Renowned Stanford University quantum cosmologist and co-inventor of inflation Andrei Linde gives us a hi
nt of how to resolve the problem of understanding how the universe emerged from a state of no-space. Linde focuses on the fact that the Wheeler-DeWitt equation of quantum cosmology is timeless, which implies that the universe is “dead.” Linde proposes the way out of this conundrum is to link consciousness with space-time. In a remarkable article Linde asks, “We cannot rule out the possibility a priori that carefully avoiding the concept of consciousness in quantum cosmology constitutes an artificial narrowing of one’s outlook.… Is it not possible that consciousness, like space-time, has its own intrinsic degrees of freedom, and that neglecting these will lead to a description of the universe that is fundamentally incomplete?”5
But given this hint, how does the universe as we know it get realized at the big bang? This question is still up for debate, and I will argue that the wave function of the universe undergoes self-observation, a form of cosmic protoconsciousness, in the spirit of how the physical world emerges from mbungi.
The question, then, is how is it that this cosmic protoconsciousness can be timeless and spaceless?

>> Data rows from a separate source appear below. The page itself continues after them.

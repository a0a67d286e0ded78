//! Wire formats: the JSON schema consumed by graph frontends, plus a DOT
//! rendering for Graphviz.

use crate::cfg::{Cfg, CfgNode, CfgSet, EdgeLabel, Metadata, NodeId, NodeKind};
use crate::chains::ChainSet;
use serde::{Deserialize, Serialize};
use std::collections::BTreeMap;
use std::fmt::Write;

#[derive(Debug, Clone, Serialize, Deserialize)]
pub struct RoutineJson {
    pub function_name: Option<String>,
    pub entry_node_ids: Vec<NodeId>,
    pub exit_node_ids: Vec<NodeId>,
    pub nodes: BTreeMap<NodeId, NodeJson>,
}

#[derive(Debug, Clone, Serialize, Deserialize)]
pub struct NodeJson {
    pub id: NodeId,
    pub node_type: NodeKind,
    pub source_text: String,
    pub start_index: Option<usize>,
    pub end_index: Option<usize>,
    pub successors: Vec<NodeId>,
    pub predecessors: Vec<NodeId>,
    pub edge_labels: BTreeMap<NodeId, String>,
    pub metadata: MetadataJson,
}

#[derive(Debug, Clone, Default, Serialize, Deserialize)]
pub struct MetadataJson {
    pub function_calls: Vec<String>,
    pub variable_definitions: Vec<String>,
    pub variable_uses: Vec<String>,
}

#[derive(Debug, Clone, Serialize, Deserialize)]
pub struct AnalysisJson {
    pub routines: Vec<RoutineJson>,
    pub warnings: Vec<String>,
}

/// Combined CLI report: the CFG payload with chains flattened in when the
/// chain pass ran.
#[derive(Debug, Clone, Serialize)]
pub struct ReportJson {
    #[serde(flatten)]
    pub cfg: AnalysisJson,
    #[serde(flatten)]
    pub chains: Option<ChainSet>,
}

impl From<&CfgNode> for NodeJson {
    fn from(node: &CfgNode) -> Self {
        NodeJson {
            id: node.id,
            node_type: node.kind,
            source_text: node.text.clone(),
            start_index: node.span.map(|(s, _)| s),
            end_index: node.span.map(|(_, e)| e),
            successors: node.succs.clone(),
            predecessors: node.preds.clone(),
            edge_labels: node
                .labels
                .iter()
                .map(|(k, v)| (*k, v.to_string()))
                .collect(),
            metadata: MetadataJson {
                function_calls: node.meta.calls.iter().map(|c| c.callee.clone()).collect(),
                variable_definitions: node.meta.defs.iter().cloned().collect(),
                variable_uses: node.meta.uses.iter().cloned().collect(),
            },
        }
    }
}

impl From<&Cfg> for RoutineJson {
    fn from(cfg: &Cfg) -> Self {
        RoutineJson {
            function_name: cfg.name.clone(),
            entry_node_ids: vec![cfg.entry],
            exit_node_ids: vec![cfg.exit],
            nodes: cfg.nodes().map(|n| (n.id, NodeJson::from(n))).collect(),
        }
    }
}

impl From<&CfgSet> for AnalysisJson {
    fn from(set: &CfgSet) -> Self {
        AnalysisJson {
            routines: set.routines.iter().map(RoutineJson::from).collect(),
            warnings: set.warnings.clone(),
        }
    }
}

/// Rebuild a routine graph from its wire form. Call-site argument lists do
/// not cross the boundary, so a re-imported graph carries the same nodes
/// and edges but no aliasing inputs.
pub fn routine_from_json(json: &RoutineJson) -> Cfg {
    let entry = json.entry_node_ids.first().copied().unwrap_or_default();
    let exit = json.exit_node_ids.first().copied().unwrap_or_default();
    let nodes: BTreeMap<NodeId, CfgNode> = json
        .nodes
        .values()
        .map(|n| {
            (
                n.id,
                CfgNode {
                    id: n.id,
                    kind: n.node_type,
                    text: n.source_text.clone(),
                    span: match (n.start_index, n.end_index) {
                        (Some(s), Some(e)) => Some((s, e)),
                        _ => None,
                    },
                    succs: n.successors.clone(),
                    preds: n.predecessors.clone(),
                    labels: n
                        .edge_labels
                        .iter()
                        .map(|(k, v)| (*k, EdgeLabel::from_text(v)))
                        .collect(),
                    meta: Metadata {
                        defs: n.metadata.variable_definitions.iter().cloned().collect(),
                        uses: n.metadata.variable_uses.iter().cloned().collect(),
                        calls: Vec::new(),
                    },
                },
            )
        })
        .collect();
    Cfg::from_parts(json.function_name.clone(), Vec::new(), entry, exit, nodes)
}

/// Render one routine as a Graphviz digraph.
pub fn export_dot(cfg: &Cfg) -> String {
    let mut dot = String::from("digraph CFG {\n");
    dot.push_str("  rankdir=TB;\n");
    dot.push_str("  node [shape=box, style=rounded];\n\n");

    for node in cfg.nodes() {
        let shape = match node.kind {
            NodeKind::Entry => "shape=oval, fillcolor=lightgreen, style=filled",
            NodeKind::Exit => "shape=oval, fillcolor=lightcoral, style=filled",
            NodeKind::Condition | NodeKind::LoopHeader | NodeKind::SwitchHead => "shape=diamond",
            _ => "",
        };
        let label = format!("{}\\n{:?}", escape_dot(&node.text), node.kind);
        writeln!(dot, "  \"{}\" [label=\"{}\" {}];", node.id, label, shape).ok();
    }

    dot.push('\n');
    for node in cfg.nodes() {
        for &s in &node.succs {
            let label = node
                .labels
                .get(&s)
                .map(|l| format!(" [label=\"{l}\"]"))
                .unwrap_or_default();
            writeln!(dot, "  \"{}\" -> \"{}\"{};", node.id, s, label).ok();
        }
    }
    dot.push_str("}\n");
    dot
}

fn escape_dot(s: &str) -> String {
    s.replace('\\', "\\\\").replace('"', "\\\"").replace('\n', "\\n")
}

// -------------------------------------------------------------------------
//  Tests
// -------------------------------------------------------------------------

#[test]
fn node_type_strings_match_the_wire_vocabulary() {
    assert_eq!(
        serde_json::to_string(&NodeKind::LoopHeader).unwrap(),
        "\"LOOP_HEADER\""
    );
    assert_eq!(
        serde_json::to_string(&NodeKind::SwitchHead).unwrap(),
        "\"SWITCH_HEAD\""
    );
    assert_eq!(serde_json::to_string(&NodeKind::Entry).unwrap(), "\"ENTRY\"");
}

#[test]
fn json_round_trip_preserves_the_graph() {
    let set = crate::build_cfgs(
        b"int w(int n){int s=0; while(n>0){s=s+n; n=n-1;} return s;}",
        "c",
    )
    .unwrap();
    let original = &set.routines[0];

    let wire = serde_json::to_string(&RoutineJson::from(original)).unwrap();
    let parsed: RoutineJson = serde_json::from_str(&wire).unwrap();
    let rebuilt = routine_from_json(&parsed);

    assert_eq!(rebuilt.name, original.name);
    assert_eq!(rebuilt.entry, original.entry);
    assert_eq!(rebuilt.exit, original.exit);
    assert_eq!(rebuilt.len(), original.len());
    for node in original.nodes() {
        let r = rebuilt.node(node.id).unwrap();
        assert_eq!(r.kind, node.kind);
        assert_eq!(r.text, node.text);
        assert_eq!(r.succs, node.succs);
        assert_eq!(r.preds, node.preds);
        assert_eq!(r.labels, node.labels);
        assert_eq!(r.meta.defs, node.meta.defs);
        assert_eq!(r.meta.uses, node.meta.uses);
    }
}

#[test]
fn wire_schema_uses_the_agreed_field_names() {
    let set = crate::build_cfgs(b"int f(){return 0;}", "c").unwrap();
    let value = serde_json::to_value(AnalysisJson::from(&set)).unwrap();
    let routine = &value["routines"][0];
    assert!(routine.get("function_name").is_some());
    assert!(routine.get("entry_node_ids").is_some());
    let entry_id = routine["entry_node_ids"][0].as_u64().unwrap();
    let entry = &routine["nodes"][entry_id.to_string()];
    assert_eq!(entry["node_type"], "ENTRY");
    assert_eq!(entry["source_text"], "f");
    assert!(entry["start_index"].is_null());
    assert!(entry["metadata"].get("variable_uses").is_some());
}

#[test]
fn dot_export_is_structurally_valid() {
    let set = crate::build_cfgs(b"int f(int c){if(c){return 1;} return 0;}", "c").unwrap();
    let dot = export_dot(&set.routines[0]);
    assert!(dot.starts_with("digraph CFG {"));
    assert!(dot.ends_with("}\n"));
    assert!(dot.contains("label=\"true\""));
    assert!(dot.contains("label=\"false\""));
}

Explaining it seems difficult: neuroscience doesn’t even have a complete explanation for where human consciousness comes from. My colleague David Chalmers is a leading researcher in the study of consciousness and pioneered a concept that he called the “hard problem of consciousness.” In a nutshell, while neuronal activities of the brain can correlate with various perceptions and conscious experiences, it cannot explain our private, subjective, internal experiences of perception, self-awareness, emotions, and other experiential states of consciousness. The point the panpsychists make is that maybe neuroscience has set its sights too low. The Vedic system posits that the universe comes with its own singular consciousness, known as Brahman. With this concept, Schrödinger was able to answer his question about the multiplicity of individual minds if there was one universal mind by imagining that the multiplicity of individual minds are actually a hall of mirrors reflecting the one universal mind. For years, I was fascinated by this claim but didn’t understand how many minds could be equivalent to one. And Schrödinger resisted making any further physical connections to his conviction about minds in the universe. What he failed to realize is that the fundamental principle of quantum mechanics, superposition, can hold the key to putting physical meat on the bone of his conviction. At the end of the day, fourteen billion years of cosmic evolution results in beings like you and me, endowed with the faculties of perception and consciousness. Is the question of consciousness solely a matter of emergence of the happenings of the brain? Or did the early universe encode the inevitability of conscious experience for specific cosmic functions?